Had you asked privately on July 30 what was going to happen, our answer would have been “think Arizona, Oregon, and maybe Washington are heading to the Big 12.” That’s what our sources were saying, and there was more than one saying it — but it was an ongoing situation, sources were telling us slightly different things, and we’d rather just report news than engage in clickbait.
And that’s what this commentary is really about, readers. People want to know what’s happening, what’s going to happen, before it happens or before it’s even set in stone. They are ravenous for this information, for reasons which utterly escape us. You, reader of stories on web sites and tweets, can’t do anything about it. Not knowing until a deal is finalized doesn’t affect you directly. All caring about it enough to engage with these people does is increase your stress levels and get you into fights on the internet.
These people know this, so they feed you. They don’t care about being right anymore; very few of them will ever write an article examining how wrong they ended up being. Most of them are already doubling down to defend their coverage of this process.
(By the way, a mea culpa, in part: we have said for months that there was no way Oregon and Washington were worth enough to the Big Ten to warrant an invitation, based on the fact that the Pac-12 wasn’t even able to swing a deal paying each school $30M and how little the remaining schools would have to be worth — an average of about $15M a year — to make the value of Oregon and Washington attractive to the Big Ten. Well, they were apparently attractive enough... at a 40% share of everyone else’s revenue. Make of that what you will.)

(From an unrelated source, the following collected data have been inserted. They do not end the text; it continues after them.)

//! `ImportanceAnalyzer` (spec §4.E.1): a configurable rule set scoring each
//! email, cache-backed look-aside over [`crate::cache::Cache`].

use super::{cache_key, CacheKeyStrategy, EmailAnalysisContext};
use crate::cache::Cache;
use regex::Regex;
use serde::{Deserialize, Serialize};
use std::sync::Arc;
use std::time::Duration;

#[derive(Debug, Clone, Serialize, Deserialize)]
pub enum RuleKind {
    Keyword { keywords: Vec<String> },
    Domain { domains: Vec<String> },
    Label { labels: Vec<String> },
    NoReply,
    LargeAttachment { min_size: i64 },
}

#[derive(Debug, Clone, Serialize, Deserialize)]
pub struct ImportanceRule {
    pub id: String,
    pub kind: RuleKind,
    pub weight: f64,
    /// Higher runs first; also feeds the confidence formula.
    pub priority: i32,
}

#[derive(Debug, Clone)]
struct RuleMatch {
    score: f64,
    priority: i32,
}

#[derive(Debug, Clone, Serialize, Deserialize)]
pub struct ImportanceConfig {
    pub rules: Vec<ImportanceRule>,
    pub high_threshold: f64,
    pub low_threshold: f64,
    pub cache_ttl: Duration,
    pub cache_key_strategy_full: bool,
}

impl Default for ImportanceConfig {
    fn default() -> Self {
        Self {
            rules: vec![
                ImportanceRule {
                    id: "urgent-keyword".to_string(),
                    kind: RuleKind::Keyword {
                        keywords: vec!["urgent".to_string(), "action required".to_string(), "asap".to_string()],
                    },
                    weight: 3.0,
                    priority: 90,
                },
                ImportanceRule {
                    id: "important-label".to_string(),
                    kind: RuleKind::Label { labels: vec!["IMPORTANT".to_string()] },
                    weight: 2.0,
                    priority: 80,
                },
                ImportanceRule {
                    id: "no-reply".to_string(),
                    kind: RuleKind::NoReply,
                    weight: -2.0,
                    priority: 50,
                },
                ImportanceRule {
                    id: "large-attachment".to_string(),
                    kind: RuleKind::LargeAttachment { min_size: 1024 * 1024 },
                    weight: 1.0,
                    priority: 30,
                },
            ],
            high_threshold: 3.0,
            low_threshold: 0.0,
            cache_ttl: Duration::from_secs(300),
            cache_key_strategy_full: false,
        }
    }
}

#[derive(Debug, Clone, Serialize, Deserialize, PartialEq)]
pub struct ImportanceResult {
    pub score: f64,
    pub level: String,
    pub matched_rules: Vec<String>,
    pub confidence: f64,
}

pub struct ImportanceAnalyzer {
    config: ImportanceConfig,
    cache: Arc<Cache>,
}

impl ImportanceAnalyzer {
    pub fn new(config: ImportanceConfig, cache: Arc<Cache>) -> Self {
        Self { config, cache }
    }

    fn strategy(&self) -> CacheKeyStrategy {
        if self.config.cache_key_strategy_full {
            CacheKeyStrategy::Full
        } else {
            CacheKeyStrategy::Partial
        }
    }

    /// A failing rule (e.g. an invalid regex built from bad config) is logged
    /// and skipped; remaining rules still run.
    fn evaluate_rule(&self, rule: &ImportanceRule, ctx: &EmailAnalysisContext) -> Option<RuleMatch> {
        let matched_count: usize = match &rule.kind {
            RuleKind::Keyword { keywords } => {
                let haystack = format!("{} {}", ctx.subject_lower, ctx.snippet_lower);
                keywords
                    .iter()
                    .filter(|kw| {
                        let pattern = format!(r"\b{}\b", regex::escape(&kw.to_lowercase()));
                        match Regex::new(&pattern) {
                            Ok(re) => re.is_match(&haystack),
                            Err(e) => {
                                tracing::warn!(rule = %rule.id, error = %e, "importance rule regex failed, skipping");
                                false
                            }
                        }
                    })
                    .count()
            }
            RuleKind::Domain { domains } => {
                if domains.iter().any(|d| ctx.sender_lower.contains(&d.to_lowercase())) {
                    1
                } else {
                    0
                }
            }
            RuleKind::Label { labels } => {
                let lowered: Vec<String> = ctx.labels.iter().map(|l| l.to_lowercase()).collect();
                labels.iter().filter(|l| lowered.contains(&l.to_lowercase())).count()
            }
            RuleKind::NoReply => {
                if ["no-reply", "noreply"].iter().any(|n| ctx.sender_lower.contains(n)) {
                    1
                } else {
                    0
                }
            }
            RuleKind::LargeAttachment { min_size } => {
                if ctx.has_attachments && ctx.size > *min_size {
                    1
                } else {
                    0
                }
            }
        };

        if matched_count == 0 {
            return None;
        }
        let score = match rule.kind {
            RuleKind::Domain { .. } | RuleKind::NoReply | RuleKind::LargeAttachment { .. } => rule.weight,
            _ => matched_count as f64 * rule.weight,
        };
        Some(RuleMatch { score, priority: rule.priority })
    }

    pub async fn analyze(&self, ctx: &EmailAnalysisContext) -> ImportanceResult {
        let key = cache_key("importance", self.strategy(), ctx);
        if let Some(cached) = self.cache.get::<ImportanceResult>(&key).await {
            return cached;
        }

        let mut rules_sorted = self.config.rules.clone();
        rules_sorted.sort_by(|a, b| b.priority.cmp(&a.priority));

        let mut matched_ids = Vec::new();
        let mut matches = Vec::new();
        for rule in &rules_sorted {
            if let Some(m) = self.evaluate_rule(rule, ctx) {
                matched_ids.push(rule.id.clone());
                matches.push(m);
            }
        }

        let score: f64 = matches.iter().map(|m| m.score).sum();
        let level = if score >= self.config.high_threshold {
            "high"
        } else if score <= self.config.low_threshold {
            "low"
        } else {
            "medium"
        };

        let total_rules = rules_sorted.len().max(1) as f64;
        let priority_sum: f64 = matches.iter().map(|m| m.priority as f64).sum();
        let confidence = (matches.len() as f64 / total_rules + priority_sum / 100.0).min(1.0);

        let result = ImportanceResult {
            score,
            level: level.to_string(),
            matched_rules: matched_ids,
            confidence,
        };
        self.cache.set(&key, &result, Some(self.config.cache_ttl)).await;
        result
    }
}
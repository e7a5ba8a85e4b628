use crate::server::ServerError;
use axum::{
    extract::{FromRef, FromRequestParts, OptionalFromRequestParts},
    http::{header::AUTHORIZATION, request::Parts},
};
use axum_extra::TypedHeader;
use boardwalk_common::model::{Id, auth::AuthToken, user::UserMarker};
use boardwalk_db::client::DbClient;
use headers::{Authorization, authorization::Bearer};
use std::sync::Arc;
use time::UtcDateTime;
use tracing::debug;

type AuthorizationHeader = TypedHeader<Authorization<Bearer>>;

/// The user named by a valid `Authorization: Bearer` token.
///
/// As `Option<AuthenticatedUser>` a missing header means an anonymous request,
/// while a header that is present but bad is still rejected.
#[derive(Copy, Clone, Eq, PartialEq, Ord, PartialOrd, Debug, Default, Hash)]
pub struct AuthenticatedUser {
    id: Id<UserMarker>,
}

impl AuthenticatedUser {
    #[must_use]
    pub fn user_id(self) -> Id<UserMarker> {
        self.id
    }
}

impl<S> FromRequestParts<S> for AuthenticatedUser
where
    Arc<DbClient>: FromRef<S>,
    S: Send + Sync,
{
    type Rejection = ServerError;

    async fn from_request_parts(parts: &mut Parts, state: &S) -> Result<Self, Self::Rejection> {
        let request_token: AuthToken =
            <AuthorizationHeader as FromRequestParts<S>>::from_request_parts(parts, state)
                .await
                .map_err(ServerError::InvalidAuthorizationHeader)?
                .token()
                .parse()?;

        let token_hash = request_token.hash()?;

        let authentication = Arc::<DbClient>::from_ref(state)
            .fetch_authentication(&token_hash)
            .await?
            .filter(|authentication| authentication.user == request_token.user_id)
            .ok_or(ServerError::InvalidToken)?;

        if authentication.is_expired(UtcDateTime::now()) {
            debug!(user = %authentication.user, "Rejecting expired token");
            return Err(ServerError::InvalidToken);
        }

        Ok(Self {
            id: authentication.user,
        })
    }
}

impl<S> OptionalFromRequestParts<S> for AuthenticatedUser
where
    Arc<DbClient>: FromRef<S>,
    S: Send + Sync,
{
    type Rejection = ServerError;

    async fn from_request_parts(
        parts: &mut Parts,
        state: &S,
    ) -> Result<Option<Self>, Self::Rejection> {
        if !parts.headers.contains_key(AUTHORIZATION) {
            return Ok(None);
        }

        <Self as FromRequestParts<S>>::from_request_parts(parts, state)
            .await
            .map(Some)
    }
}
use crate::server::{Result, ServerError, ServerRouter, json::Json, media::MediaStore};
use axum::extract::State;
use axum_extra::routing::{RouterExt, TypedPath};
use boardwalk_common::model::{
    board::{Board, BoardLink},
    post::ThreadSummary,
};
use boardwalk_db::client::DbClient;
use serde::Deserialize;
use std::sync::Arc;

pub fn routes() -> ServerRouter {
    ServerRouter::new()
        .typed_get(list_boards)
        .typed_get(get_board)
        .typed_get(list_threads)
}

#[derive(TypedPath, Deserialize)]
#[typed_path("/boards", rejection(ServerError))]
struct ListBoardsPath();

async fn list_boards(
    ListBoardsPath(): ListBoardsPath,
    State(db): State<Arc<DbClient>>,
) -> Result<Json<Vec<Board>>> {
    Ok(Json(db.fetch_boards().await?))
}

#[derive(TypedPath, Deserialize)]
#[typed_path("/boards/{link}", rejection(ServerError))]
struct GetBoardPath {
    link: BoardLink,
}

async fn get_board(
    GetBoardPath { link }: GetBoardPath,
    State(db): State<Arc<DbClient>>,
) -> Result<Json<Board>> {
    let board = db
        .fetch_board(&link)
        .await?
        .ok_or(ServerError::BoardByLinkNotFound(link))?;

    Ok(Json(board))
}

#[derive(TypedPath, Deserialize)]
#[typed_path("/boards/{link}/threads", rejection(ServerError))]
struct ListThreadsPath {
    link: BoardLink,
}

async fn list_threads(
    ListThreadsPath { link }: ListThreadsPath,
    State(db): State<Arc<DbClient>>,
    State(media): State<Arc<MediaStore>>,
) -> Result<Json<Vec<ThreadSummary>>> {
    let board = db
        .fetch_board(&link)
        .await?
        .ok_or(ServerError::BoardByLinkNotFound(link))?;

    let mut threads = db.fetch_board_threads(board.id).await?;
    for thread in &mut threads {
        media.resolve(&mut thread.post);
        media.resolve_all(&mut thread.replies);
    }

    Ok(Json(threads))
}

The important thing for everyone to understand, going forward, is this: you have to ask yourself whether things make any sense. If someone suggests the Big Ten is going to invite Oregon, Washington, Cal, and Stanford, ask yourself if Cal and Stanford even have enough value to make that work at half shares. If someone suggests that Oregon is at the bottom of the Big Ten’s list among those four schools, ask yourself who might be suggesting that. If a reporter is saying something that sounds goofy, ask yourself who their sources are or might be.
Always. Always question. And if you’re going to trust someone, make sure it’s someone who’ll tell you “this could be complete BS.”